We dated for a few months.  We surprised his parents, in their '80s, one night when we drove to their house in Albany, Georgia.  (Guess Who's Coming for the Weekend, the sequel)  His mother was tight-lipped.  His father was embracing.  Reginald explained on the way that his father had advised him in his time, black boys could get lynched for dating a white girl, best to leave it alone.  By the end of the weekend, his dad told me, "Samantha, I feel like I've been knowing you a long time." 

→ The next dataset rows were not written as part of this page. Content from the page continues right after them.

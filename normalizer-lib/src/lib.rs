#![allow(clippy::needless_return)]

mod batch;
mod error;
mod headers;
mod ingestor;
mod intake;
pub mod report;
mod rows;
pub mod utils;
mod workbook;

// Test utilities - only compiled when testing or with test feature
// #[cfg(test)] alone doesn't work for integration tests (they're external crates)
// The feature flag makes it available to integration tests via dev-dependencies
#[cfg(any(test, feature = "test"))]
pub mod test_utils;

pub use batch::BatchAccumulator;
pub use error::{IngestError, Stage};
pub use headers::HeaderIndex;
pub use ingestor::{Ingestor, IngestorBuilder};
pub use intake::read_chunked;
pub use report::{ErrorLogReporter, NoopReporter, Reporter, TracingReporter};
pub use rows::{Projection, RowProjector};
pub use utils::{HeaderStyle, normalize_header};
pub use workbook::{Row, SheetRows, Workbook};

/// One retained row: normalized header name to cell scalar, in column order.
pub type Record = serde_json::Map<String, serde_json::Value>;

pub const ERRORS_LOG_FILE: &str = "errors.log";

/// Uploads above this many bytes are rejected (50 MiB).
pub const MAX_FILE_SIZE: u64 = 50 * 1024 * 1024;

/// Rows held in one working batch before they are moved to the result.
pub const BATCH_SIZE: usize = 10_000;

/// Read unit used while pulling the upload (2 MiB).
pub const CHUNK_SIZE: usize = 2 * 1024 * 1024;

/// Normalized header every sheet must carry.
pub const REQUIRED_KEY_COLUMN: &str = "location";

pub const ACCEPTED_EXTENSIONS: [&str; 2] = [".xlsx", ".xls"];
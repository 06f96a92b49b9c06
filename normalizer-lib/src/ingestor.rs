use std::num::NonZeroUsize;
use std::sync::Arc;
use serde_json::Value;
use tokio::io::AsyncRead;

use crate::batch::BatchAccumulator;
use crate::error::{IngestError, Stage};
use crate::headers::HeaderIndex;
use crate::intake::read_chunked;
use crate::report::{NoopReporter, Reporter};
use crate::rows::{Projection, RowProjector};
use crate::utils::{HeaderStyle, normalize_header};
use crate::workbook::Workbook;
use crate::{
    ACCEPTED_EXTENSIONS, BATCH_SIZE, CHUNK_SIZE, MAX_FILE_SIZE, REQUIRED_KEY_COLUMN, Record,
};

pub struct IngestorBuilder {
    max_file_size: u64,
    batch_size: Option<usize>,
    chunk_size: usize,
    required_column: String,
    header_style: HeaderStyle,
    accepted_extensions: Vec<String>,
    reporter: Arc<dyn Reporter>,
}

impl Default for IngestorBuilder {
    fn default() -> Self {
        Self::new()
    }
}

impl IngestorBuilder {
    /// Create a builder with the default limits: 50 MiB uploads, batches of
    /// 10 000 rows, 2 MiB reads, `location` as the required column and
    /// `.xlsx`/`.xls` as accepted extensions.
    pub fn new() -> Self {
        IngestorBuilder {
            max_file_size: MAX_FILE_SIZE,
            batch_size: Some(BATCH_SIZE),
            chunk_size: CHUNK_SIZE,
            required_column: REQUIRED_KEY_COLUMN.to_string(),
            header_style: HeaderStyle::default(),
            accepted_extensions: ACCEPTED_EXTENSIONS.iter().map(|e| e.to_string()).collect(),
            reporter: Arc::new(NoopReporter),
        }
    }

    pub fn max_file_size(mut self, bytes: u64) -> Self {
        self.max_file_size = bytes;
        self
    }

    /// `None` (or `Some(0)`) accumulates every record in a single batch.
    pub fn batch_size(mut self, rows: Option<usize>) -> Self {
        self.batch_size = rows;
        self
    }

    pub fn chunk_size(mut self, bytes: usize) -> Self {
        self.chunk_size = bytes;
        self
    }

    /// Raw column name; it goes through the same normalization as the headers.
    pub fn required_column(mut self, column: impl Into<String>) -> Self {
        self.required_column = column.into();
        self
    }

    pub fn header_style(mut self, style: HeaderStyle) -> Self {
        self.header_style = style;
        self
    }

    pub fn accepted_extensions<I, S>(mut self, extensions: I) -> Self
    where
        I: IntoIterator<Item = S>,
        S: Into<String>,
    {
        self.accepted_extensions = extensions.into_iter().map(Into::into).collect();
        self
    }

    pub fn reporter(mut self, reporter: impl Reporter + 'static) -> Self {
        self.reporter = Arc::new(reporter);
        self
    }

    /// Build the Ingestor, validating the configuration
    pub fn build(self) -> Result<Ingestor, IngestError> {
        if self.max_file_size == 0 {
            return Err(IngestError::InvalidConfig(
                "max file size must be greater than zero".to_string(),
            ));
        }
        if self.chunk_size == 0 {
            return Err(IngestError::InvalidConfig(
                "chunk size must be greater than zero".to_string(),
            ));
        }
        if self.accepted_extensions.is_empty() {
            return Err(IngestError::InvalidConfig(
                "at least one file extension must be accepted".to_string(),
            ));
        }

        let required_column = normalize_header(&self.required_column, self.header_style);
        if required_column.is_empty() {
            return Err(IngestError::InvalidConfig(format!(
                "required column '{}' is empty after normalization",
                self.required_column
            )));
        }

        Ok(Ingestor {
            max_file_size: self.max_file_size,
            batch_size: self.batch_size.and_then(NonZeroUsize::new),
            chunk_size: self.chunk_size,
            required_column,
            header_style: self.header_style,
            accepted_extensions: self.accepted_extensions,
            reporter: self.reporter,
        })
    }
}

/// Runs uploads through intake, decoding, header normalization, row
/// filtering and batched accumulation.
///
/// An `Ingestor` holds configuration only; concurrent uploads share nothing
/// mutable and may use the same instance.
pub struct Ingestor {
    max_file_size: u64,
    batch_size: Option<NonZeroUsize>,
    chunk_size: usize,
    required_column: String,
    header_style: HeaderStyle,
    accepted_extensions: Vec<String>,
    reporter: Arc<dyn Reporter>,
}

impl Ingestor {
    //////////////////////////////////////////////////////////////
    ///  Public API
    //////////////////////////////////////////////////////////////

    pub fn max_file_size(&self) -> u64 {
        self.max_file_size
    }

    pub fn batch_size(&self) -> Option<usize> {
        self.batch_size.map(NonZeroUsize::get)
    }

    pub fn chunk_size(&self) -> usize {
        self.chunk_size
    }

    /// Normalized name of the required key column
    pub fn required_column(&self) -> &str {
        &self.required_column
    }

    pub fn header_style(&self) -> HeaderStyle {
        self.header_style
    }

    pub fn accepted_extensions(&self) -> &[String] {
        &self.accepted_extensions
    }

    /// Case-sensitive suffix check against the accepted extensions.
    pub fn check_extension(&self, filename: &str) -> Result<(), IngestError> {
        if self
            .accepted_extensions
            .iter()
            .any(|extension| filename.ends_with(extension.as_str()))
        {
            return Ok(());
        }

        let error = IngestError::InvalidExtension {
            filename: filename.to_string(),
            accepted: self.accepted_extensions.clone(),
        };
        self.reporter.failed(Stage::Extension, &error);
        Err(error)
    }

    /// Buffer an upload in `chunk_size` reads, enforcing `max_file_size`.
    pub async fn read_upload<R>(&self, reader: R) -> Result<Vec<u8>, IngestError>
    where
        R: AsyncRead + Unpin,
    {
        let contents = read_chunked(reader, self.chunk_size, self.max_file_size)
            .await
            .inspect_err(|e| self.reporter.failed(Stage::Intake, e))?;
        self.reporter.bytes_received(contents.len() as u64);
        Ok(contents)
    }

    /// Decode a buffered upload and return the retained records in sheet
    /// order. Runs to completion without suspending; nothing partial is
    /// returned on failure.
    pub fn ingest_bytes(&self, bytes: Vec<u8>) -> Result<Vec<Record>, IngestError> {
        self.process_workbook(bytes)
            .inspect_err(|e| self.reporter.failed(e.stage(), e))
    }

    /// The whole pipeline for one upload: extension check, intake, then
    /// decoding on the current thread.
    pub async fn ingest<R>(&self, filename: &str, reader: R) -> Result<Vec<Record>, IngestError>
    where
        R: AsyncRead + Unpin,
    {
        self.check_extension(filename)?;
        let bytes = self.read_upload(reader).await?;
        self.ingest_bytes(bytes)
    }

    //////////////////////////////////////////////////////////////
    ///  Private methods
    //////////////////////////////////////////////////////////////

    fn process_workbook(&self, bytes: Vec<u8>) -> Result<Vec<Record>, IngestError> {
        let mut workbook = Workbook::open(bytes)?;
        let sheet_names = workbook.sheet_names();
        if let Some(first) = sheet_names.first() {
            self.reporter.workbook_opened(sheet_names.len(), first);
        }

        let mut rows = workbook.first_sheet_rows()?;

        // The first row with any value holds the headers; no data row is read
        // before they validate
        let header_row = rows
            .find(|row| !row.as_ref().is_ok_and(|cells| cells.iter().all(Value::is_null)))
            .transpose()?
            .unwrap_or_default();
        let headers = HeaderIndex::from_row(&header_row, self.header_style, &self.required_column)?;
        self.reporter.headers_normalized(headers.names());

        let projector = RowProjector::new(&headers);
        let mut accumulator = BatchAccumulator::new(self.batch_size, self.reporter.as_ref());
        let mut skipped = 0usize;

        for row in rows {
            match projector.project(row?) {
                Projection::Keep(record) => accumulator.push(record),
                Projection::Skip => skipped += 1,
            }
        }

        let records = accumulator.finish();
        self.reporter.finished(records.len(), skipped);

        return Ok(records);
    }
}
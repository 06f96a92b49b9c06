//! Property-based checks of the pipeline over generated sheets

use normalizer_lib::Record;
use proptest::prelude::*;
use serde_json::{Value, json};

mod common;
use common::{create_test_ingestor, xlsx_fixture};

const HEADERS: [&str; 3] = ["Location", "Value", "Notes"];
const NORMALIZED: [&str; 3] = ["location", "value", "notes"];

/// A data row: optional location, a number, and an optional note
fn row_strategy() -> impl Strategy<Value = (Option<String>, i32, Option<String>)> {
    (
        proptest::option::of("[A-Za-z]{1,8}"),
        any::<i32>(),
        proptest::option::of("[a-z]{1,6}( [a-z]{1,4})?"),
    )
}

fn sheet(rows: &[(Option<String>, i32, Option<String>)]) -> Vec<u8> {
    let mut cells = vec![json!(HEADERS)];
    cells.extend(
        rows.iter()
            .map(|(location, value, notes)| json!([location, value, notes])),
    );
    xlsx_fixture(Value::Array(cells))
}

fn expected(rows: &[(Option<String>, i32, Option<String>)]) -> Vec<Record> {
    rows.iter()
        .filter(|(location, _, _)| location.is_some())
        .map(|(location, value, notes)| {
            match json!({"location": location, "value": value, "notes": notes}) {
                Value::Object(record) => record,
                _ => unreachable!(),
            }
        })
        .collect()
}

proptest! {
    #![proptest_config(ProptestConfig {
        cases: 32, ..ProptestConfig::default()
    })]

    #[test]
    fn test_records_keep_order_and_skip_only_missing_keys(
        rows in proptest::collection::vec(row_strategy(), 0..40)
    ) {
        let records = create_test_ingestor(None).ingest_bytes(sheet(&rows)).unwrap();

        prop_assert_eq!(&records, &expected(&rows));
        for record in &records {
            prop_assert_eq!(record.keys().map(String::as_str).collect::<Vec<_>>(), NORMALIZED.to_vec());
        }
    }

    #[test]
    fn test_batch_size_does_not_change_records(
        rows in proptest::collection::vec(row_strategy(), 0..40),
        batch_size in 1usize..12
    ) {
        let bytes = sheet(&rows);

        let batched = create_test_ingestor(Some(batch_size)).ingest_bytes(bytes.clone()).unwrap();
        let single = create_test_ingestor(Some(1)).ingest_bytes(bytes.clone()).unwrap();
        let unbounded = create_test_ingestor(None).ingest_bytes(bytes).unwrap();

        prop_assert_eq!(&batched, &unbounded);
        prop_assert_eq!(&single, &unbounded);
    }
}
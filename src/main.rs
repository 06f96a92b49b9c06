// reset; cargo run -- --bind 127.0.0.1:8000 --errors-log errors.log
// curl -F "file=@./data/sites.xlsx" http://127.0.0.1:8000/upload

use clap::Parser;
use excel_normalizer::{Settings, router};
use tokio::net::TcpListener;
use tracing_subscriber::EnvFilter;

#[tokio::main]
async fn main() -> anyhow::Result<()> {
    tracing_subscriber::fmt()
        .with_env_filter(
            EnvFilter::try_from_default_env().unwrap_or_else(|_| EnvFilter::new("info")),
        )
        .init();

    let settings = Settings::parse();
    let ingestor = settings.build_ingestor()?;

    let listener = TcpListener::bind(settings.bind).await?;
    tracing::info!(
        address = %listener.local_addr()?,
        max_file_size = ingestor.max_file_size(),
        batch_size = ?ingestor.batch_size(),
        required_column = ingestor.required_column(),
        "excel normalizer listening"
    );

    axum::serve(listener, router(ingestor))
        .with_graceful_shutdown(shutdown_signal())
        .await?;

    tracing::info!("server stopped");
    Ok(())
}

async fn shutdown_signal() {
    if let Err(e) = tokio::signal::ctrl_c().await {
        tracing::error!(error = %e, "failed to listen for shutdown signal");
        std::future::pending::<()>().await;
    }
}
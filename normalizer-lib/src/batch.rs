use std::num::NonZeroUsize;

use crate::Record;
use crate::report::Reporter;

/// Collects records in bounded batches and moves each full batch into the
/// result, so the working set stays proportional to the batch size.
///
/// Batch size never changes the result: records come out in the order they
/// were pushed, each exactly once.
pub struct BatchAccumulator<'r> {
    capacity: Option<NonZeroUsize>,
    batch: Vec<Record>,
    records: Vec<Record>,
    reporter: &'r dyn Reporter,
}

impl<'r> BatchAccumulator<'r> {
    /// `capacity` of `None` keeps a single unbounded batch.
    pub fn new(capacity: Option<NonZeroUsize>, reporter: &'r dyn Reporter) -> Self {
        BatchAccumulator {
            capacity,
            batch: Vec::with_capacity(capacity.map_or(0, NonZeroUsize::get)),
            records: Vec::new(),
            reporter,
        }
    }

    pub fn push(&mut self, record: Record) {
        self.batch.push(record);
        if self
            .capacity
            .is_some_and(|capacity| self.batch.len() >= capacity.get())
        {
            self.flush();
        }
    }

    /// Records accepted so far, flushed or not.
    pub fn len(&self) -> usize {
        self.records.len() + self.batch.len()
    }

    pub fn is_empty(&self) -> bool {
        self.len() == 0
    }

    /// Flush the partial batch and hand over the full result.
    pub fn finish(mut self) -> Vec<Record> {
        self.flush();
        self.records
    }

    fn flush(&mut self) {
        if self.batch.is_empty() {
            return;
        }
        let flushed = self.batch.len();
        // Moves the records; the batch keeps its allocation for the next round
        self.records.append(&mut self.batch);
        self.reporter.batch_flushed(flushed, self.records.len());
    }
}
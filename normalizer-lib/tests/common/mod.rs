//! Common test utilities for the normalizer-lib integration tests

use normalizer_lib::Record;
use serde_json::Value;

// Re-export shared test utilities from src/test_utils.rs
#[allow(unused_imports)]
pub use normalizer_lib::test_utils::{build_xlsx, create_test_ingestor, xlsx_fixture};

/// Records as a JSON array, for comparing against `json!` literals
#[allow(dead_code)]
pub fn records_to_json(records: Vec<Record>) -> Value {
    Value::Array(records.into_iter().map(Value::Object).collect())
}
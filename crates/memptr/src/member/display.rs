//! Display implementations for member references
//!
//! Bound references print the way a debugger prints `&A::member`;
//! unbound ones print `NULL`.

use std::fmt;

use super::{FieldDesc, FieldRef, MethodDesc, MethodRef};

impl fmt::Display for MethodDesc {
    fn fmt(&self, f: &mut fmt::Formatter<'_>) -> fmt::Result {
        if self.is_virtual {
            write!(f, "virtual ")?;
        }
        write!(f, "{}::{}(int)", self.class, self.name)
    }
}

impl<T> fmt::Display for FieldDesc<T> {
    fn fmt(&self, f: &mut fmt::Formatter<'_>) -> fmt::Result {
        write!(f, "{}::{}", self.class, self.name)
    }
}

impl fmt::Display for MethodRef {
    fn fmt(&self, f: &mut fmt::Formatter<'_>) -> fmt::Result {
        match self.target {
            Some(desc) => write!(f, "&{}", desc),
            None => write!(f, "NULL"),
        }
    }
}

impl<T: 'static> fmt::Display for FieldRef<T> {
    fn fmt(&self, f: &mut fmt::Formatter<'_>) -> fmt::Result {
        match self.target {
            Some(desc) => write!(f, "&{}", desc),
            None => write!(f, "NULL"),
        }
    }
}

#[cfg(test)]
mod tests {
    use crate::class::A;
    use crate::member::{FieldRef, MethodRef};

    #[test]
    fn test_method_display() {
        assert_eq!(MethodRef::bind(&A::BAR).to_string(), "&A::bar(int)");
        assert_eq!(MethodRef::bind(&A::BAZ).to_string(), "&virtual A::baz(int)");
        assert_eq!(MethodRef::null().to_string(), "NULL");
    }

    #[test]
    fn test_field_display() {
        assert_eq!(FieldRef::bind(&A::JJ).to_string(), "&A::jj");
        assert_eq!(FieldRef::<i32>::null().to_string(), "NULL");
    }
}
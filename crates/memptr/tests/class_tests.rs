//! Tests for the class model: construction, methods, shared fields

use memptr::*;

// ═══════════════════════════════════════════════════════════════════════
// Construction and Instance Fields
// ═══════════════════════════════════════════════════════════════════════

#[test]
fn test_fresh_instances() {
    for _ in 0..3 {
        let a = A::new();
        assert_eq!(a.c, 'x');
        assert_eq!(a.j, 5);
    }
    assert_eq!(A::default(), A::new());
}

#[test]
fn test_instances_do_not_share_state() {
    let mut a1 = A::new();
    let a2 = A::new();
    a1.foo(0);
    a1.jj = 9;
    assert_eq!(a1.j, 8);
    assert_eq!(a2.j, 5);
    assert_eq!(a2.jj, 0);
}

// ═══════════════════════════════════════════════════════════════════════
// Methods
// ═══════════════════════════════════════════════════════════════════════

#[test]
fn test_foo_returns_bumped_j_plus_arg() {
    let mut a = A::new();
    a.j = 137;
    let before = a.j;
    assert_eq!(a.foo(4), before + 3 + 4);
    assert_eq!(a.foo(4), before + 6 + 4);
}

#[test]
fn test_bar_from_121() {
    let mut a = A::new();
    a.j = 121;
    assert_eq!(a.bar(2), 152 + 137 + 4);
    assert_eq!(a.j, 137);
}

#[test]
fn test_bar_leaves_jj_alone() {
    let mut a = A::new();
    a.jj = 1331;
    a.bar(3);
    assert_eq!(a.jj, 1331);
}

#[test]
fn test_baz_default_body() {
    let mut a = A::new();
    a.j = 121;
    // j: 136, foo(15): j = 139, r = 154
    assert_eq!(AObject::baz(&mut a, 2), 154 + 139 + 24);
    assert_eq!(a.class_name(), "A");
}

#[test]
fn test_arithmetic_wraps() {
    let mut a = A::new();
    a.j = i32::MAX;
    assert_eq!(a.foo(0), i32::MIN + 2);
}

// ═══════════════════════════════════════════════════════════════════════
// Class-scoped Fields
// ═══════════════════════════════════════════════════════════════════════

#[test]
fn test_static_fields_independent_of_instances() {
    assert_eq!(A::s(), 10);
    assert_eq!(B::s(), 20);

    {
        let many: Vec<A> = (0..10).map(|_| A::new()).collect();
        let bs = [B::new(), B::new()];
        assert_eq!(many.len() + bs.len(), 12);
    }

    assert_eq!(A::s(), 10);
    assert_eq!(B::s(), 20);
}

#[test]
fn test_fum_is_pure() {
    assert_eq!(fum(4), 2 + 13 * 4);
    assert_eq!(fum(4), 54);
}
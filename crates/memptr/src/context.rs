//! Run context configuration

/// Configuration for a driver run.
///
/// Passed into [`crate::driver::run`]; controls whether individual
/// script steps are recorded.
#[derive(Debug, Clone, Default)]
pub struct RunContext {
    /// Whether to record each step of the run (for debugging)
    pub trace: bool,
}

impl RunContext {
    /// Create a new context with default settings.
    pub fn new() -> Self {
        Self::default()
    }

    /// Create a context that records every step.
    pub fn traced() -> Self {
        Self { trace: true }
    }
}
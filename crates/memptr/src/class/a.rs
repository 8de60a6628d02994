//! Class `A`: instance state, ordinary and virtual methods, shared `s`

use std::sync::atomic::{AtomicI32, Ordering};

use crate::member::{FieldDesc, FieldRef, MethodDesc, MethodRef};

use super::AObject;

/// Storage for `A::s`, shared by every instance.
static A_S: AtomicI32 = AtomicI32::new(10);

/// An instance of class `A`.
#[derive(Debug, Clone, PartialEq, Eq)]
pub struct A {
    /// Set to `'x'` on construction
    pub c: char,

    /// Counter mutated by `foo`, `bar` and `baz`
    pub j: i32,

    /// Counter independent of `j`; the constructor leaves it at zero
    /// and callers set it before use
    pub jj: i32,
}

impl Default for A {
    fn default() -> Self {
        Self::new()
    }
}

impl A {
    // ═══════════════════════════════════════════════════════════════════
    // Member descriptors (the targets of `&A::member`)
    // ═══════════════════════════════════════════════════════════════════

    /// `int A::foo(int)`
    pub const FOO: MethodDesc = MethodDesc {
        class: "A",
        name: "foo",
        is_virtual: false,
        call: call_foo,
    };

    /// `int A::bar(int)`
    pub const BAR: MethodDesc = MethodDesc {
        class: "A",
        name: "bar",
        is_virtual: false,
        call: call_bar,
    };

    /// `virtual int A::baz(int)`
    pub const BAZ: MethodDesc = MethodDesc {
        class: "A",
        name: "baz",
        is_virtual: true,
        call: call_baz,
    };

    /// `char A::c`
    pub const C: FieldDesc<char> = FieldDesc {
        class: "A",
        name: "c",
        index: 0,
        get: |a| a.c,
        set: |a, v| a.c = v,
    };

    /// `int A::j`
    pub const J: FieldDesc<i32> = FieldDesc {
        class: "A",
        name: "j",
        index: 1,
        get: |a| a.j,
        set: |a, v| a.j = v,
    };

    /// `int A::jj`
    pub const JJ: FieldDesc<i32> = FieldDesc {
        class: "A",
        name: "jj",
        index: 2,
        get: |a| a.jj,
        set: |a, v| a.jj = v,
    };

    /// Construct a fresh instance: `c = 'x'`, `j = 5`.
    pub fn new() -> Self {
        Self {
            c: 'x',
            j: 5,
            jj: 0,
        }
    }

    /// Bump `j` by 3 and return `j + x`.
    pub fn foo(&mut self, x: i32) -> i32 {
        self.j = self.j.wrapping_add(3);
        self.j.wrapping_add(x)
    }

    /// Bump `j` by 13, call `foo(15)` on self, return `r + j + 2y`.
    ///
    /// The nested `foo` mutates `j` again, and the result sees that.
    pub fn bar(&mut self, y: i32) -> i32 {
        self.j = self.j.wrapping_add(13);
        let r = self.foo(15);
        r.wrapping_add(self.j).wrapping_add(y.wrapping_mul(2))
    }

    /// `A`'s own body for the virtual `baz`: bump `j` by 15, call
    /// `foo(15)`, return `r + j + 12z`.
    ///
    /// Call [`AObject::baz`] for dispatched behaviour; this is what the
    /// default slot runs.
    pub fn base_baz(&mut self, z: i32) -> i32 {
        self.j = self.j.wrapping_add(15);
        let r = self.foo(15);
        r.wrapping_add(self.j).wrapping_add(z.wrapping_mul(12))
    }

    // ═══════════════════════════════════════════════════════════════════
    // Class-scoped field
    // ═══════════════════════════════════════════════════════════════════

    /// Read `A::s`.
    pub fn s() -> i32 {
        A_S.load(Ordering::Relaxed)
    }

    /// Write `A::s`. Every instance observes the new value.
    pub fn set_s(value: i32) {
        A_S.store(value, Ordering::Relaxed);
    }

    // ═══════════════════════════════════════════════════════════════════
    // Member lookup by name
    // ═══════════════════════════════════════════════════════════════════

    /// All methods with signature `int(int)`, in declaration order.
    pub fn methods() -> [&'static MethodDesc; 3] {
        [&Self::FOO, &Self::BAR, &Self::BAZ]
    }

    /// Resolve `&A::<name>` for a method of type `int (A::*)(int)`.
    pub fn method(name: &str) -> Option<MethodRef> {
        Self::methods()
            .into_iter()
            .find(|m| m.name == name)
            .map(MethodRef::bind)
    }

    /// Resolve `&A::<name>` for a field of type `int A::*`.
    pub fn int_field(name: &str) -> Option<FieldRef<i32>> {
        [&Self::J, &Self::JJ]
            .into_iter()
            .find(|f| f.name == name)
            .map(FieldRef::bind)
    }

    /// Resolve `&A::<name>` for a field of type `char A::*`.
    pub fn char_field(name: &str) -> Option<FieldRef<char>> {
        (name == Self::C.name).then(|| FieldRef::bind(&Self::C))
    }
}

impl AObject for A {
    fn as_a(&self) -> &A {
        self
    }

    fn as_a_mut(&mut self) -> &mut A {
        self
    }
}

fn call_foo(obj: &mut dyn AObject, x: i32) -> i32 {
    obj.as_a_mut().foo(x)
}

fn call_bar(obj: &mut dyn AObject, y: i32) -> i32 {
    obj.as_a_mut().bar(y)
}

fn call_baz(obj: &mut dyn AObject, z: i32) -> i32 {
    obj.baz(z)
}
//! Member references: unbound method and field references
//!
//! A member reference names a member of `A` without naming an instance.
//! The instance is supplied at the point of use:
//!
//! - [`MethodRef::invoke`] for `(obj.*pmf)(arg)`
//! - [`FieldRef::project`] / [`FieldRef::store`] for `obj.*pmi`
//! - [`MethodSlotPtr::invoke`] for `(obj.**pmf_p)(arg)`
//!
//! Every reference can be null. Using a null reference fails with
//! [`DispatchError::InvalidReference`](crate::DispatchError::InvalidReference).

mod display;
mod field;
mod method;
mod slot;

pub use field::{FieldDesc, FieldRef, MemberType};
pub use method::{MethodDesc, MethodRef, MethodThunk};
pub use slot::{MethodSlot, MethodSlotPtr};
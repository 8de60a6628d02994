//! Class `B`: no instance state, only a shared `s`

use std::sync::atomic::{AtomicI32, Ordering};

/// Storage for `B::s`. Unrelated to `A::s`.
static B_S: AtomicI32 = AtomicI32::new(20);

/// An instance of class `B`.
#[derive(Debug, Clone, Copy, Default, PartialEq, Eq)]
pub struct B;

impl B {
    /// Construct a `B`.
    pub fn new() -> Self {
        B
    }

    /// Read `B::s`.
    pub fn s() -> i32 {
        B_S.load(Ordering::Relaxed)
    }

    /// Write `B::s`.
    pub fn set_s(value: i32) {
        B_S.store(value, Ordering::Relaxed);
    }
}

I was the first white woman Reginald would be with, but not the last.  Years later, after we'd parted ways but remained in touch, he went to England to study at RADA and made a meteoric career as a stand-up comedian.  I made it into a show he wrote called "White Women."  I was disappointed and relieved not to be featured more prominently, beat out in his heart by a little girl named "Judy," the first white woman he fell in love with sometime in early elementary school.  But I got mention in the show in the part about dating a "feminist." I hope it was as funny to others as it was to me; by the time I heard it, the rules about sexual communication I internalized from my college classes had evolved enough to share the laugh.  I admired his brilliance in employing comedy to deal with the infinite complexity of interracial dating.  I wish I had half that talent, for your sake (dear reader) and mine.

I wasn't over Reginald when I initiated a break-up, but I was overcome with doubt.  I had fielded my grandparents' "we're not against it, we just worry for the children" argument against our dating.  I was prepared, even welcomed, the fight of making a life together.  But I was uneasy about our compatibility.  We were young, just starting to find ourselves in the world.  I was trying on religion; he was trying to escape it.  As evidenced in his show, we were unsure how to communicate about sexuality. (!)  We were both in over our heads.  As is my introspective habit, I was raking through the many layers race added to the intrinsic complexity of young love.  An African American actress in his troupe loathed me without knowing me; instead of blaming her, I questioned myself ~ was I exploiting white privilege to be in this relationship?  Was I appropriating a beautiful Black Man? (Though we didn't have the word "appropriate" yet.)   Was this some kind interracial adventurism fed by a history of fetishizing and objectifying of the Other?  Was our meeting a beautiful thing, a terrible thing, a triumph, a disaster, just a casual thing, or all of the above?   Could we actually see each other at all?

Eventually, a simple decision has to be made out of infinitely complex circumstances.  We weren't meant to attach to each other for all time.  As an artist, he was more developed than I was; I would have stood in his shadow and clutched him insecurely.  We both needed to make our ways in the world separately and love other people.  It was the right thing to be together and it was the right thing to let go.   Now to the extent I see him, it's on YouTube.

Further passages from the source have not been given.